Data excerpts
══════════════════════════════

use serde::{Deserialize, Serialize};
use tracing::debug;

use super::roll_width::RollWidth;
use crate::config::{JointType, PlannerConfig};
use crate::geometry::{SegmentClass, SegmentKind, SurfaceSegment};
use crate::math::TOLERANCE;

/// One strip across the width of a segment, before length cuts.
#[derive(Debug, Clone, Copy, PartialEq)]
pub struct StripSpan {
    pub used_width: f64,
    pub overlap: f64,
    /// Offset of the strip's leading edge from the start of the covered width.
    pub position_along_width: f64,
}

/// A piece of foil cut from a roll.
#[derive(Debug, Clone, PartialEq, Serialize, Deserialize)]
pub struct Strip {
    /// Index of the covered segment in the plan's segment list.
    pub segment: usize,
    pub segment_kind: SegmentKind,
    pub roll_width: RollWidth,
    pub used_width: f64,
    pub strip_length: f64,
    pub overlap_with_previous: f64,
    pub position_along_width: f64,
    /// Start of this piece along the segment's run.
    pub position_along_length: f64,
    /// 0 for the first piece of a run cut to fit the roll length.
    pub piece_index: usize,
    /// Length of the whole run this piece was cut from.
    pub run_length: f64,
}

impl Strip {
    /// Area of foil the strip takes from the roll.
    #[must_use]
    pub fn area(&self) -> f64 {
        self.used_width * self.strip_length
    }
}

/// Splits a width into overlapping strips.
///
/// The first strip covers `min(roll_width, width_to_cover)` with no overlap;
/// each further strip covers `min(roll_width, remaining + min_overlap)` and
/// overlaps its predecessor by `min_overlap`. Returns no strips when the
/// width is not positive or the overlap leaves no net coverage.
#[must_use]
pub fn plan_strips(width_to_cover: f64, roll_width: f64, min_overlap: f64) -> Vec<StripSpan> {
    if !(width_to_cover.is_finite() && width_to_cover > 0.0) || roll_width <= min_overlap {
        return Vec::new();
    }

    let mut spans = Vec::new();
    let mut covered = 0.0;
    while covered < width_to_cover - TOLERANCE {
        let remaining = width_to_cover - covered;
        let span = if spans.is_empty() {
            StripSpan {
                used_width: roll_width.min(width_to_cover),
                overlap: 0.0,
                position_along_width: 0.0,
            }
        } else {
            StripSpan {
                used_width: roll_width.min(remaining + min_overlap),
                overlap: min_overlap,
                position_along_width: covered - min_overlap,
            }
        };
        covered += span.used_width - span.overlap;
        spans.push(span);
    }
    spans
}

/// Seam overlap applied between strips of a segment class.
#[must_use]
pub fn seam_overlap(class: SegmentClass, config: &PlannerConfig) -> f64 {
    match config.joint {
        JointType::ButtWeld => 0.0,
        JointType::Overlap => match class {
            SegmentClass::Bottom => config.overlap.bottom,
            SegmentClass::Wall => config.overlap.wall,
        },
    }
}

/// Roll size for a floor-like segment.
///
/// Compares narrow-only against wide-only coverage by wasted width
/// (`strips * roll - width`); ties go to fewer strips, then to narrow.
#[must_use]
pub fn choose_bottom_roll_width(width_to_cover: f64, config: &PlannerConfig) -> RollWidth {
    let overlap = seam_overlap(SegmentClass::Bottom, config);
    let evaluate = |roll: RollWidth| {
        let meters = roll.meters(config);
        let strips = plan_strips(width_to_cover, meters, overlap).len();
        #[allow(clippy::cast_precision_loss)]
        let waste = strips as f64 * meters - width_to_cover;
        (roll, waste, strips)
    };

    let (narrow, wide) = (evaluate(RollWidth::Narrow), evaluate(RollWidth::Wide));
    let pick = if (narrow.1 - wide.1).abs() > TOLERANCE {
        if narrow.1 < wide.1 {
            narrow
        } else {
            wide
        }
    } else if wide.2 < narrow.2 {
        wide
    } else {
        narrow
    };
    debug!(
        width_to_cover,
        narrow_waste = narrow.1,
        wide_waste = wide.1,
        roll = %pick.0,
        "bottom roll width chosen"
    );
    pick.0
}

/// Plans the strips covering one segment with the given roll size.
///
/// Runs longer than the maximum roll length are cut into consecutive pieces.
#[must_use]
pub fn strips_for_segment(
    index: usize,
    segment: &SurfaceSegment,
    roll_width: RollWidth,
    config: &PlannerConfig,
) -> Vec<Strip> {
    let overlap = seam_overlap(segment.class(), config);
    let spans = plan_strips(segment.width_to_cover, roll_width.meters(config), overlap);
    let pieces = cut_run(segment.length_along_strip, config.max_roll_length);

    let mut strips = Vec::with_capacity(spans.len() * pieces.len());
    for span in &spans {
        for (piece_index, &(start, length)) in pieces.iter().enumerate() {
            strips.push(Strip {
                segment: index,
                segment_kind: segment.kind,
                roll_width,
                used_width: span.used_width,
                strip_length: length,
                overlap_with_previous: span.overlap,
                position_along_width: span.position_along_width,
                position_along_length: start,
                piece_index,
                run_length: segment.length_along_strip,
            });
        }
    }
    strips
}

/// Cuts a run into `(start, length)` pieces no longer than `max_length`.
fn cut_run(run_length: f64, max_length: f64) -> Vec<(f64, f64)> {
    if run_length <= max_length + TOLERANCE || max_length <= 0.0 {
        return vec![(0.0, run_length)];
    }
    let mut pieces = Vec::new();
    let mut start = 0.0;
    while start < run_length - TOLERANCE {
        let length = (run_length - start).min(max_length);
        pieces.push((start, length));
        start += length;
    }
    pieces
}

══════════════════════════════

Look above for the line holding "JointType::Overlap => match" and the line holding "let overlap = seam_overlap(segment.class(), config);", then output exactly those two lines and every line between them, nothing more.

        JointType::Overlap => match class {
            SegmentClass::Bottom => config.overlap.bottom,
            SegmentClass::Wall => config.overlap.wall,
        },
    }
}

/// Roll size for a floor-like segment.
///
/// Compares narrow-only against wide-only coverage by wasted width
/// (`strips * roll - width`); ties go to fewer strips, then to narrow.
#[must_use]
pub fn choose_bottom_roll_width(width_to_cover: f64, config: &PlannerConfig) -> RollWidth {
    let overlap = seam_overlap(SegmentClass::Bottom, config);
    let evaluate = |roll: RollWidth| {
        let meters = roll.meters(config);
        let strips = plan_strips(width_to_cover, meters, overlap).len();
        #[allow(clippy::cast_precision_loss)]
        let waste = strips as f64 * meters - width_to_cover;
        (roll, waste, strips)
    };

    let (narrow, wide) = (evaluate(RollWidth::Narrow), evaluate(RollWidth::Wide));
    let pick = if (narrow.1 - wide.1).abs() > TOLERANCE {
        if narrow.1 < wide.1 {
            narrow
        } else {
            wide
        }
    } else if wide.2 < narrow.2 {
        wide
    } else {
        narrow
    };
    debug!(
        width_to_cover,
        narrow_waste = narrow.1,
        wide_waste = wide.1,
        roll = %pick.0,
        "bottom roll width chosen"
    );
    pick.0
}

/// Plans the strips covering one segment with the given roll size.
///
/// Runs longer than the maximum roll length are cut into consecutive pieces.
#[must_use]
pub fn strips_for_segment(
    index: usize,
    segment: &SurfaceSegment,
    roll_width: RollWidth,
    config: &PlannerConfig,
) -> Vec<Strip> {
    let overlap = seam_overlap(segment.class(), config);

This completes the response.